The first time the Pittsburgh Steelers played the Cleveland Browns, they were used to wipe the floor of FirstEnergy Stadium. It wasn’t a good game at all. And it ended even uglier, in the way that you’re already intimately familiar with, courtesy of one Myles Garrett.
For his actions, the 2019 would-be Pro Bowler (he had 10 sacks in 10 games) was suspended indefinitely, and through at least the remainder of the current season. He appealed the suspension, and it was leaked that during the appeal, he accused Mason Rudolph of using a racial slur at some point during their confrontation.
It’s unclear why this ever came out, other than the fact that it was juicy, but Garrett issued a statement via social media saying, “I know what I heard”. The main argument against him, which was largely disbelieved, was that he never came out and said this until it was leaked through the media a week later.
When many of his teammates were asked about it on the day that the leak occurred, none of them outright came out and said that Garrett had ever told them that, but of course he was suspended quickly after that, so they wouldn’t have had much access to him.
Yesterday, after the Steelers beat the Browns, Larry Ogunjobi told reporters that Garrett did in fact tell him at that time, the day after the first meeting, that Rudolph used a racial slur directed at him, via The Athletic through Pro Football Talk.
Charean Williams quotes the lineman telling The Athletic, “you’ve got to remember, nobody has ever gone through this process before.
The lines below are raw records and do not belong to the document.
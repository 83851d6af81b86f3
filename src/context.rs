// Copyright 2025 Smart Scheduler Team
//
// Licensed under the Apache License, Version 2.0 (the "License");
// you may not use this file except in compliance with the License.
// You may obtain a copy of the License at
//
//     http://www.apache.org/licenses/LICENSE-2.0
//
// Unless required by applicable law or agreed to in writing, software
// distributed under the License is distributed on an "AS IS" BASIS,
// WITHOUT WARRANTIES OR CONDITIONS OF ANY KIND, either express or implied.
// See the License for the specific language governing permissions and
// limitations under the License.

use crate::types;
use crate::types::v1alpha1::policy::{PodPlacementPolicy, PodPlacementPolicyStatus};
use k8s_openapi::NamespaceResourceScope;
use kube::api::{Api, DeleteParams, ListParams, ObjectList, Patch, PatchParams, PostParams};
use kube::{Resource, ResourceExt};
use serde::de::DeserializeOwned;
use snafu::Snafu;
use snafu::futures::TryFutureExt as _;
use std::fmt::Debug;
use tracing::info;

#[derive(Debug, Snafu)]
#[snafu(visibility(pub(crate)))]
pub enum Error {
    #[snafu(display("Kubernetes API error: {}", source))]
    Kube { source: kube::Error },

    #[snafu(display("record event error: {}", source))]
    Record { source: kube::Error },

    #[snafu(transparent)]
    Types { source: types::error::Error },

    #[snafu(transparent)]
    Serde { source: serde_json::Error },
}

impl Error {
    pub fn is_not_found(&self) -> bool {
        matches!(
            self,
            Error::Kube { source: kube::Error::Api(response) } if response.code == 404
        )
    }
}

/// Shared client facade for the controllers and the webhook.
pub struct Context {
    pub(crate) client: kube::Client,
}

impl Context {
    pub fn new(client: kube::Client) -> Self {
        Self { client }
    }

    pub async fn get_opt<T>(&self, name: &str, namespace: &str) -> Result<Option<T>, Error>
    where
        T: Clone + DeserializeOwned + Debug + Resource<Scope = NamespaceResourceScope>,
        <T as Resource>::DynamicType: Default,
    {
        let api: Api<T> = Api::namespaced(self.client.clone(), namespace);
        api.get_opt(name).context(KubeSnafu).await
    }

    pub async fn list<T>(&self, namespace: &str, params: &ListParams) -> Result<ObjectList<T>, Error>
    where
        T: Clone + DeserializeOwned + Debug + Resource<Scope = NamespaceResourceScope>,
        <T as Resource>::DynamicType: Default,
    {
        let api: Api<T> = Api::namespaced(self.client.clone(), namespace);
        api.list(params).context(KubeSnafu).await
    }

    pub async fn delete<T>(&self, name: &str, namespace: &str) -> Result<(), Error>
    where
        T: Clone + DeserializeOwned + Debug + Resource<Scope = NamespaceResourceScope>,
        <T as Resource>::DynamicType: Default,
    {
        let api: Api<T> = Api::namespaced(self.client.clone(), namespace);
        api.delete(name, &DeleteParams::default())
            .context(KubeSnafu)
            .await?;
        Ok(())
    }

    /// Merge-patch a namespaced object. A `null` value removes the key.
    pub async fn merge_patch<T>(
        &self,
        name: &str,
        namespace: &str,
        patch: &serde_json::Value,
    ) -> Result<T, Error>
    where
        T: Clone + DeserializeOwned + Debug + Resource<Scope = NamespaceResourceScope>,
        <T as Resource>::DynamicType: Default,
    {
        let api: Api<T> = Api::namespaced(self.client.clone(), namespace);
        api.patch(name, &PatchParams::default(), &Patch::Merge(patch))
            .context(KubeSnafu)
            .await
    }

    pub async fn update_policy_status(
        &self,
        policy: &PodPlacementPolicy,
        status: PodPlacementPolicyStatus,
    ) -> Result<PodPlacementPolicy, Error> {
        let api: Api<PodPlacementPolicy> =
            Api::namespaced(self.client.clone(), &policy.namespace()?);
        let name = policy.name_any();

        let mut updated = policy.clone();
        updated.status = Some(status.clone());
        let body = serde_json::to_vec(&updated)?;

        if let Ok(written) = api
            .replace_status(&name, &PostParams::default(), body)
            .context(KubeSnafu)
            .await
        {
            return Ok(written);
        }

        info!("status update failed due to conflict, retrieve the latest resource and retry.");

        let latest = api.get(&name).context(KubeSnafu).await?;
        let mut updated = latest.clone();
        updated.status = Some(status);
        let body = serde_json::to_vec(&updated)?;

        api.replace_status(&name, &PostParams::default(), body)
            .context(KubeSnafu)
            .await
    }
}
It’s our third year; we’ve never had something like that happen”. He also said that he feels Garret is “upset people were calling him a liar”, and that “that’s not something to joke about”.
Of course, he wasn’t joking. He was making that argument to try to get his suspension reduced, or at least defined. And as Williams raises at the end of the article, it doesn’t explain why Garrett would a day later apologize to Rudolph if indeed he used a racial slur.
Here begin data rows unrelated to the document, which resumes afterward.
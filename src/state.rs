// Copyright 2025 Smart Scheduler Team
//
// Licensed under the Apache License, Version 2.0 (the "License");
// you may not use this file except in compliance with the License.
// You may obtain a copy of the License at
//
//     http://www.apache.org/licenses/LICENSE-2.0
//
// Unless required by applicable law or agreed to in writing, software
// distributed under the License is distributed on an "AS IS" BASIS,
// WITHOUT WARRANTIES OR CONDITIONS OF ANY KIND, either express or implied.
// See the License for the specific language governing permissions and
// limitations under the License.

//! Per-workload placement state, persisted in one ConfigMap per workload and
//! mutated under optimistic concurrency.

use crate::strategy::{self, PlacementStrategy};
use crate::types;
use async_trait::async_trait;
use chrono::{DateTime, Utc};
use k8s_openapi::api::apps::v1 as appsv1;
use k8s_openapi::api::core::v1 as corev1;
use k8s_openapi::apimachinery::pkg::apis::meta::v1 as metav1;
use kube::api::{Api, DeleteParams, ListParams, PostParams};
use kube::ResourceExt;
use serde::{Deserialize, Serialize};
use snafu::{OptionExt, Snafu};
use std::collections::BTreeMap;
use std::sync::Arc;
use std::time::Duration;
use tracing::{debug, info, warn};

/// ConfigMap data key holding the serialized state.
pub const STATE_KEY: &str = "placement-state";
/// ConfigMap data key holding the RFC-3339 write timestamp.
pub const LAST_UPDATED_KEY: &str = "last-updated";

pub const NAME_LABEL: &str = "app.kubernetes.io/name";
pub const COMPONENT_LABEL: &str = "app.kubernetes.io/component";
pub const WORKLOAD_LABEL: &str = "smart-scheduler.io/workload";

pub const APP_NAME: &str = "smart-scheduler";
pub const COMPONENT: &str = "placement-state";

const STATE_NAME_PREFIX: &str = "smart-scheduler";

const MAX_INCREMENT_ATTEMPTS: u32 = 3;
const CONFLICT_BACKOFF: Duration = Duration::from_millis(100);

#[derive(Debug, Snafu)]
#[snafu(visibility(pub(crate)))]
pub enum StoreError {
    #[snafu(display("conflicting write on state object '{}'", name))]
    Conflict { name: String },

    #[snafu(display("increment of '{}' lost {} optimistic attempts", name, attempts))]
    RetriesExhausted { name: String, attempts: u32 },

    #[snafu(display("Kubernetes API error: {}", source))]
    Api { source: kube::Error },

    #[snafu(display("state payload error: {}", source))]
    Payload { source: serde_json::Error },

    #[snafu(transparent)]
    Types { source: types::error::Error },
}

impl StoreError {
    /// Retryable failures must not fail the admission that triggered them.
    pub fn is_retryable(&self) -> bool {
        matches!(self, StoreError::Conflict { .. } | StoreError::RetriesExhausted { .. })
    }
}

/// Identity of a workload plus the label selector its pods carry.
#[derive(Clone, Debug, PartialEq, Eq)]
pub struct WorkloadRef {
    pub name: String,
    pub namespace: String,
    pub selector: BTreeMap<String, String>,
}

impl WorkloadRef {
    pub fn from_deployment(deployment: &appsv1::Deployment) -> Result<Self, types::error::Error> {
        let namespace = deployment
            .namespace()
            .context(types::error::NoNamespaceSnafu)?;
        let selector = deployment
            .spec
            .as_ref()
            .and_then(|spec| spec.selector.match_labels.clone())
            .filter(|labels| !labels.is_empty())
            .context(types::error::InternalSnafu {
                msg: format!(
                    "deployment '{}' has no matchLabels selector",
                    deployment.name_any()
                ),
            })?;

        Ok(WorkloadRef {
            name: deployment.name_any(),
            namespace,
            selector,
        })
    }
}

/// The persisted per-workload record.
#[derive(Deserialize, Serialize, Clone, Debug, PartialEq)]
#[serde(rename_all = "camelCase")]
pub struct PlacementState {
    pub workload_name: String,
    pub workload_namespace: String,
    pub strategy: PlacementStrategy,
    pub pod_counts: BTreeMap<String, u32>,
    pub total_pods: u32,
    pub last_updated: DateTime<Utc>,
}

/// A versioned record in the backing object store.
#[derive(Clone, Debug, Default)]
pub struct StateObject {
    pub name: String,
    pub resource_version: Option<String>,
    pub labels: BTreeMap<String, String>,
    pub data: BTreeMap<String, String>,
}

/// Live pod counts for one workload, bucketed by group key.
#[derive(Clone, Debug, Default)]
pub struct LiveCounts {
    pub per_rule: BTreeMap<String, u32>,
    /// Pods that matched some rule.
    pub matched_total: u32,
    /// All live pods, including those matching no rule.
    pub live_total: u32,
}

/// Versioned object storage. `put` with a resource version performs a
/// compare-and-swap; a mismatch (or a concurrent create) is a `Conflict`.
#[async_trait]
pub trait ObjectStore: Send + Sync {
    async fn get(&self, namespace: &str, name: &str) -> Result<Option<StateObject>, StoreError>;

    /// Returns the resource version of the stored object.
    async fn put(&self, namespace: &str, object: &StateObject)
    -> Result<Option<String>, StoreError>;

    async fn list(&self, namespace: &str) -> Result<Vec<StateObject>, StoreError>;

    async fn delete(&self, namespace: &str, name: &str) -> Result<(), StoreError>;
}

/// Read access to the live cluster: pods by selector, workload existence.
#[async_trait]
pub trait PodLister: Send + Sync {
    async fn list_pods(
        &self,
        namespace: &str,
        selector: &BTreeMap<String, String>,
    ) -> Result<Vec<corev1::Pod>, StoreError>;

    async fn workload_exists(&self, namespace: &str, name: &str) -> Result<bool, StoreError>;
}

pub trait Clock: Send + Sync {
    fn now(&self) -> DateTime<Utc>;
}

pub struct SystemClock;

impl Clock for SystemClock {
    fn now(&self) -> DateTime<Utc> {
        Utc::now()
    }
}

fn map_kube_error(name: &str, source: kube::Error) -> StoreError {
    match &source {
        kube::Error::Api(response) if response.code == 409 => {
            StoreError::Conflict { name: name.to_owned() }
        }
        _ => StoreError::Api { source },
    }
}

/// Production [`ObjectStore`] backed by ConfigMaps.
pub struct ConfigMapStore {
    client: kube::Client,
}

impl ConfigMapStore {
    pub fn new(client: kube::Client) -> Self {
        Self { client }
    }

    fn api(&self, namespace: &str) -> Api<corev1::ConfigMap> {
        Api::namespaced(self.client.clone(), namespace)
    }
}

fn to_config_map(namespace: &str, object: &StateObject) -> corev1::ConfigMap {
    corev1::ConfigMap {
        metadata: metav1::ObjectMeta {
            name: Some(object.name.clone()),
            namespace: Some(namespace.to_owned()),
            labels: Some(object.labels.clone()),
            resource_version: object.resource_version.clone(),
            ..Default::default()
        },
        data: Some(object.data.clone()),
        ..Default::default()
    }
}

fn from_config_map(config_map: corev1::ConfigMap) -> StateObject {
    StateObject {
        name: config_map.name_any(),
        resource_version: config_map.metadata.resource_version.clone(),
        labels: config_map.metadata.labels.clone().unwrap_or_default(),
        data: config_map.data.unwrap_or_default(),
    }
}

#[async_trait]
impl ObjectStore for ConfigMapStore {
    async fn get(&self, namespace: &str, name: &str) -> Result<Option<StateObject>, StoreError> {
        let found = self
            .api(namespace)
            .get_opt(name)
            .await
            .map_err(|source| map_kube_error(name, source))?;
        Ok(found.map(from_config_map))
    }

    async fn put(
        &self,
        namespace: &str,
        object: &StateObject,
    ) -> Result<Option<String>, StoreError> {
        let api = self.api(namespace);
        let config_map = to_config_map(namespace, object);

        let written = if object.resource_version.is_some() {
            api.replace(&object.name, &PostParams::default(), &config_map)
                .await
                .map_err(|source| map_kube_error(&object.name, source))?
        } else {
            api.create(&PostParams::default(), &config_map)
                .await
                .map_err(|source| map_kube_error(&object.name, source))?
        };

        Ok(written.metadata.resource_version)
    }

    async fn list(&self, namespace: &str) -> Result<Vec<StateObject>, StoreError> {
        let selector = format!("{NAME_LABEL}={APP_NAME},{COMPONENT_LABEL}={COMPONENT}");
        let list = self
            .api(namespace)
            .list(&ListParams::default().labels(&selector))
            .await
            .map_err(|source| map_kube_error(namespace, source))?;
        Ok(list.into_iter().map(from_config_map).collect())
    }

    async fn delete(&self, namespace: &str, name: &str) -> Result<(), StoreError> {
        self.api(namespace)
            .delete(name, &DeleteParams::default())
            .await
            .map_err(|source| map_kube_error(name, source))?;
        Ok(())
    }
}

/// Production [`PodLister`] served from the cluster's watch cache.
pub struct ApiPodLister {
    client: kube::Client,
}

impl ApiPodLister {
    pub fn new(client: kube::Client) -> Self {
        Self { client }
    }
}

#[async_trait]
impl PodLister for ApiPodLister {
    async fn list_pods(
        &self,
        namespace: &str,
        selector: &BTreeMap<String, String>,
    ) -> Result<Vec<corev1::Pod>, StoreError> {
        let api: Api<corev1::Pod> = Api::namespaced(self.client.clone(), namespace);
        let labels = selector
            .iter()
            .map(|(key, value)| format!("{key}={value}"))
            .collect::<Vec<_>>()
            .join(",");
        let list = api
            .list(&ListParams::default().labels(&labels))
            .await
            .map_err(|source| map_kube_error(namespace, source))?;
        Ok(list.items)
    }

    async fn workload_exists(&self, namespace: &str, name: &str) -> Result<bool, StoreError> {
        let api: Api<appsv1::Deployment> = Api::namespaced(self.client.clone(), namespace);
        let found = api
            .get_opt(name)
            .await
            .map_err(|source| map_kube_error(name, source))?;
        Ok(found.is_some())
    }
}

/// True for pods that count toward placement: running or pending, and not
/// already being deleted.
pub(crate) fn pod_is_live(pod: &corev1::Pod) -> bool {
    if pod.metadata.deletion_timestamp.is_some() {
        return false;
    }
    matches!(
        pod.status.as_ref().and_then(|status| status.phase.as_deref()),
        Some("Running") | Some("Pending")
    )
}

/// Bucket live pods by group key. A pod counts for the first rule whose
/// selector is a subset of the pod's node selector.
pub(crate) fn bucket_pods(pods: &[corev1::Pod], strategy: &PlacementStrategy) -> LiveCounts {
    let mut counts = LiveCounts::default();
    for rule in &strategy.rules {
        counts.per_rule.entry(rule.group_key()).or_insert(0);
    }

    for pod in pods {
        if !pod_is_live(pod) {
            continue;
        }
        counts.live_total += 1;

        let empty = BTreeMap::new();
        let pod_selector = pod
            .spec
            .as_ref()
            .and_then(|spec| spec.node_selector.as_ref())
            .unwrap_or(&empty);
        let pod_key = strategy::group_key_of(pod_selector);

        for rule in &strategy.rules {
            let rule_key = rule.group_key();
            if pod_key == rule_key || strategy::selector_is_subset(&rule.node_selector, pod_selector)
            {
                *counts.per_rule.entry(rule_key).or_insert(0) += 1;
                counts.matched_total += 1;
                break;
            }
        }
    }

    counts
}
The reality is that we will never know for certain what was said unless one of the parties comes forward and admits that they were lying. It’s entirely possible, perhaps even likely, that Garrett thought he heard something that he didn’t. But he knows what he heard, so that’s all that’s going to matter for him and his camp, which as we’ve seen this weekend, is the entire Browns organization, and their fanbase.